I've updated an old overview essay of mine on online poker.


Update: I fixed the link

Tuesday, March 27, 2007

Gulfport

Gulfport has a casino again. No poker, but a cardroom. Details at the new Poker Road Trips.

Friday, March 23, 2007

Personal info at the retail checkout

What do you think when a retail checkout clerk asks for your phone number or zip code? I think Radio Shack asks for phone numbers. Sears also uses phone numbers to track purchase histories.

Paul Phillips likes to refuse to give it to them.
he says
I have a habit of not giving companies my personal information unless there's some reason they should need to know it - which is approximately never. If I'm in your store and paying cash for an item then all you need to know about me is that I didn't fill my wallet out of my laser printer. Lately it seems like everywhere I go they immediately ask me for either my phone number or my zip code. I always politely decline to share that information.

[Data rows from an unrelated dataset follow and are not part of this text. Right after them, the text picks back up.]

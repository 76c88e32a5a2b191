//! Reactive layer — named events and the bridge that turns them into
//! subscribable sequences.
//!
//! # Overview
//!
//! [`EventEmitter`] is the push-based event source. [`EventBridge`] adapts
//! one event name on an emitter into a sequence: subscribing installs a
//! listener (once, reference counted), unsubscribing removes it when the last
//! subscriber leaves. Payloads are delivered synchronously inside `emit`.
//!
//! # Modules
//!
//! - [`event`] — [`EventName`] validated topic.
//! - [`event_emitter`] — Named typed pub/sub ([`EventEmitter<T>`]).
//! - [`bridge`] — [`EventBridge<T>`].

pub mod bridge;
pub mod event;
pub mod event_emitter;

pub use bridge::EventBridge;
pub use event::EventName;
pub use event_emitter::{EventEmitter, ListenerFn, ListenerId};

The interesting part is how the clerks tend to respond to that.
Paul describes the reaction ...
I think that once people get accustomed to acting under color of authority (even minor authority as in the employee-customer relationship) they quickly become addicted. Soon they find any deviations from the script to be intolerable slights. There isn't a reason in the world a low-level retail employee should give a damn whether they successfully collect my personal information, but when nine people out of ten automatically answer their questions, they unconsciously come to believe that the tenth guy is only refusing because he's a dick who likes to cause trouble.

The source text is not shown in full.